У входа стояли его кеды. Маленькие, с потрёпанными шнурками. Пыль лежала на них тонким слоем, как время. Для посторонних — просто старый хлам, для неё — святыня. Она обходила их, затаив дыхание, будто случайный взгляд мог разрушить хрупкое равновесие её дня. Хотела убрать — не могла. Просто кеды, кусок ткани и резины. Но в них — целый мир. Как будто однажды дверь откроется, и раздастся: «Мам, а где мои кеды?» И она должна быть готова — не для него, для себя.
Лидия заварила чай. Без сахара, без лимона — просто кипяток с заваркой. Вода горчила, будто впитала её мысли. За окном город жил своей жизнью — равнодушный, как река после бури: на глубине — хаос, а сверху — гладь. В ней же всё застыло, будто кто-то выключил свет, и лишь редкие всплески памяти напоминали, что внутри ещё есть жизнь.
Когда-то она преподавала литературу в школе. Любила Чехова — не за грусть, а за правду. За умение видеть жизнь в самых тёмных углах. За паузы, где пряталось всё невысказанное. После потери она ушла. Взяла отпуск, потом не вернулась. Сначала — не могла. Потом — не видела смысла.

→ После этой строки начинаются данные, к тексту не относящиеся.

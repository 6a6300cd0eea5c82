//! Configuration management for the onehop worker
//!
//! Configuration is loaded once at process start, from environment
//! variables or a TOML file, and validated before any collaborator is
//! constructed. Policy pattern lists, subject names and the ledger
//! namespace all live here; nothing is a module-level constant.

use anyhow::{Context, Result};
use serde::{Deserialize, Serialize};
use std::path::Path;
use std::time::Duration;

/// Main configuration structure
#[derive(Debug, Clone, Serialize, Deserialize)]
#[serde(default)]
pub struct Config {
    /// Allow/deny pattern sets
    pub policy: PolicyConfig,

    /// Messaging transport configuration
    pub transport: TransportConfig,

    /// Crawl ledger configuration
    pub ledger: LedgerConfig,

    /// HTTP fetcher configuration
    pub fetcher: FetcherConfig,

    /// Logging configuration
    pub logging: LoggingConfig,
}

/// Crawl policy: which parents may spawn work, which children are refused
#[derive(Debug, Clone, Serialize, Deserialize)]
#[serde(default)]
pub struct PolicyConfig {
    /// Regex patterns; a parent URL must match at least one to be eligible
    pub allow: Vec<String>,

    /// Regex patterns; a child URL matching any of these is never crawled
    pub deny: Vec<String>,
}

/// Messaging transport configuration
#[derive(Debug, Clone, Serialize, Deserialize)]
#[serde(default)]
pub struct TransportConfig {
    /// NATS server URL
    pub nats_url: String,

    /// Subject delivering inbound crawl edges
    pub edge_subject: String,

    /// Subject for outbound link events
    pub link_subject: String,

    /// Subject for outbound article events
    pub article_subject: String,

    /// Flush the link publisher after this many buffered messages
    pub batch_max_messages: usize,

    /// Flush the link publisher after this many milliseconds
    pub batch_max_latency_ms: u64,
}

/// Crawl ledger configuration
#[derive(Debug, Clone, Serialize, Deserialize)]
#[serde(default)]
pub struct LedgerConfig {
    /// Redis URL (e.g. redis://localhost:6379)
    pub redis_url: String,

    /// Key prefix namespacing this worker's records
    pub namespace: String,
}

/// HTTP fetcher configuration
#[derive(Debug, Clone, Serialize, Deserialize)]
#[serde(default)]
pub struct FetcherConfig {
    /// Request timeout in seconds
    pub request_timeout_secs: u64,

    /// Fixed User-Agent override; rotates through a pool when unset
    pub user_agent: Option<String>,
}

/// Logging configuration
#[derive(Debug, Clone, Serialize, Deserialize)]
#[serde(default)]
pub struct LoggingConfig {
    /// Log level (trace, debug, info, warn, error)
    pub level: String,

    /// Log format (text, json)
    pub format: String,
}

fn env_list(name: &str) -> Option<Vec<String>> {
    std::env::var(name).ok().map(|v| {
        v.split(',')
            .map(str::trim)
            .filter(|s| !s.is_empty())
            .map(String::from)
            .collect()
    })
}

impl Config {
    /// Load configuration from environment variables
    pub fn from_env() -> Result<Self> {
        let mut config = Self::default();

        if let Some(allow) = env_list("ONEHOP_ALLOW_PATTERNS") {
            config.policy.allow = allow;
        }
        if let Some(deny) = env_list("ONEHOP_DENY_PATTERNS") {
            config.policy.deny = deny;
        }

        if let Ok(url) = std::env::var("NATS_URL") {
            config.transport.nats_url = url;
        }
        if let Ok(subject) = std::env::var("ONEHOP_EDGE_SUBJECT") {
            config.transport.edge_subject = subject;
        }
        if let Ok(subject) = std::env::var("ONEHOP_LINK_SUBJECT") {
            config.transport.link_subject = subject;
        }
        if let Ok(subject) = std::env::var("ONEHOP_ARTICLE_SUBJECT") {
            config.transport.article_subject = subject;
        }
        if let Some(n) = std::env::var("ONEHOP_BATCH_MAX_MESSAGES")
            .ok()
            .and_then(|v| v.parse::<usize>().ok())
        {
            config.transport.batch_max_messages = n;
        }
        if let Some(ms) = std::env::var("ONEHOP_BATCH_MAX_LATENCY_MS")
            .ok()
            .and_then(|v| v.parse::<u64>().ok())
        {
            config.transport.batch_max_latency_ms = ms;
        }

        if let Ok(url) = std::env::var("REDIS_URL") {
            config.ledger.redis_url = url;
        }
        if let Ok(ns) = std::env::var("ONEHOP_LEDGER_NAMESPACE") {
            config.ledger.namespace = ns;
        }

        if let Some(secs) = std::env::var("ONEHOP_REQUEST_TIMEOUT")
            .ok()
            .and_then(|v| v.parse::<u64>().ok())
        {
            config.fetcher.request_timeout_secs = secs;
        }
        if let Ok(ua) = std::env::var("ONEHOP_USER_AGENT") {
            config.fetcher.user_agent = Some(ua);
        }

        if let Ok(level) = std::env::var("ONEHOP_LOG_LEVEL") {
            config.logging.level = level;
        }
        if let Ok(format) = std::env::var("ONEHOP_LOG_FORMAT") {
            config.logging.format = format;
        }

        Ok(config)
    }

    /// Load configuration from a TOML file
    pub fn from_file(path: &Path) -> Result<Self> {
        let content = std::fs::read_to_string(path)
            .with_context(|| format!("Failed to read config file: {}", path.display()))?;

        let config: Self = toml::from_str(&content)
            .with_context(|| format!("Failed to parse TOML config file: {}", path.display()))?;

        Ok(config)
    }

    /// Validate configuration values
    pub fn validate(&self) -> Result<()> {
        if self.policy.allow.is_empty() {
            anyhow::bail!("policy.allow must contain at least one pattern");
        }

        for pattern in self.policy.allow.iter().chain(self.policy.deny.iter()) {
            regex::Regex::new(pattern)
                .with_context(|| format!("invalid policy pattern: {pattern}"))?;
        }

        if self.transport.edge_subject.is_empty()
            || self.transport.link_subject.is_empty()
            || self.transport.article_subject.is_empty()
        {
            anyhow::bail!("transport subjects must be non-empty");
        }

        if self.transport.batch_max_messages == 0 {
            anyhow::bail!("batch_max_messages must be greater than 0");
        }

        if self.ledger.namespace.is_empty() {
            anyhow::bail!("ledger.namespace must be non-empty");
        }

        if self.fetcher.request_timeout_secs == 0 {
            anyhow::bail!("request_timeout_secs must be greater than 0");
        }

        Ok(())
    }

    /// Get request timeout as Duration
    #[must_use]
    pub fn request_timeout(&self) -> Duration {
        Duration::from_secs(self.fetcher.request_timeout_secs)
    }

    /// Get the link batch latency window as Duration
    #[must_use]
    pub fn batch_max_latency(&self) -> Duration {
        Duration::from_millis(self.transport.batch_max_latency_ms)
    }
}

impl Default for Config {
    fn default() -> Self {
        Self {
            policy: PolicyConfig::default(),
            transport: TransportConfig::default(),
            ledger: LedgerConfig::default(),
            fetcher: FetcherConfig::default(),
            logging: LoggingConfig::default(),
        }
    }
}

impl Default for PolicyConfig {
    fn default() -> Self {
        Self {
            allow: Vec::new(),
            deny: Vec::new(),
        }
    }
}

impl Default for TransportConfig {
    fn default() -> Self {
        Self {
            nats_url: String::from("nats://localhost:4222"),
            edge_subject: String::from("crawl.edges"),
            link_subject: String::from("crawl.links"),
            article_subject: String::from("crawl.articles"),
            batch_max_messages: 100,
            batch_max_latency_ms: 1000,
        }
    }
}

impl Default for LedgerConfig {
    fn default() -> Self {
        Self {
            redis_url: String::from("redis://localhost:6379"),
            namespace: String::from("onehop"),
        }
    }
}

impl Default for FetcherConfig {
    fn default() -> Self {
        Self {
            request_timeout_secs: 30,
            user_agent: None,
        }
    }
}

impl Default for LoggingConfig {
    fn default() -> Self {
        Self {
            level: String::from("info"),
            format: String::from("text"),
        }
    }
}

#[cfg(test)]
mod tests {
    use super::*;

    fn valid_config() -> Config {
        let mut config = Config::default();
        config.policy.allow = vec![String::from("https://allowed\\.example/")];
        config
    }

    #[test]
    fn test_default_config_missing_allow_set() {
        let config = Config::default();
        assert!(config.validate().is_err());
    }

    #[test]
    fn test_valid_config() {
        assert!(valid_config().validate().is_ok());
    }

    #[test]
    fn test_invalid_pattern_rejected() {
        let mut config = valid_config();
        config.policy.deny = vec![String::from("(unclosed")];
        assert!(config.validate().is_err());
    }

    #[test]
    fn test_zero_batch_size_rejected() {
        let mut config = valid_config();
        config.transport.batch_max_messages = 0;
        assert!(config.validate().is_err());
    }

    #[test]
    fn test_empty_namespace_rejected() {
        let mut config = valid_config();
        config.ledger.namespace = String::new();
        assert!(config.validate().is_err());
    }

    #[test]
    fn test_request_timeout_conversion() {
        let config = valid_config();
        assert_eq!(config.request_timeout(), Duration::from_secs(30));
        assert_eq!(config.batch_max_latency(), Duration::from_millis(1000));
    }
}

Прошлым летом подруга позвала её в группу поддержки. Лидия сходила три раза. Помнила холодный зал с белыми стенами, запах растворимого кофе, заглушавший даже её мысли. Помнила женщину в синей кофте, потерявшую сына, говорившую с натянутой улыбкой, словно стыдящуюся своего горя. И парня в свитшоте, который молчал, крутя ремешок рюкзака, будто хотел в нём раствориться. Никто не кричал, но воздух дрожал, как плёнка над пламенем. Лидия ушла — её боль казалась чужой. Будто она потеряла то, чего никто, кроме неё, не замечал.
Она писала письма. Несохранённые, в папке на компьютере под названием «Черновики». Писала ему. «Ты бы пошёл во второй класс… Наверное, терпеть не мог бы манную кашу. Мы бы спорили по утрам. Я бы завязывала тебе шнурки, если бы ты не научился. А ты — мой пират. Мой смех в траве. Моё «мам, смотри, вон чайка!». Моё…» Иногда она обрывала на середине. Точка. И тишина. Ни продолжения, ни правок. Только голубой свет экрана и пустота за спиной.
Сегодня её голос прозвучал иначе. Без надрыва, без боли — с усталой, но твёрдой решимостью. Будто внутри что-то сломалось, и сквозь трещину пробился свет.
Лидия вдруг захотела выйти. Пройтись по набережной. Без цели. Просто дышать. Тело, закостеневшее от лет страданий, вспомнило движение. Она накинула куртку, надела сапоги, замерла у двери. Пол скрипел, часы тикали, как сердце дома. Потом подошла к холодильнику. Сняла фотографию. Убрала магнит. Провела пальцем по снимку, будто коснулась его щеки.
— Пойдём, пират. Пора жить, — сказала она. Голос не дрогнул. В нём была сила — или надежда, которую она почти забыла.
Она вышла, прикрыв дверь. И впервые за годы закрыла окно. Не из страха. Просто поняла: теперь можно.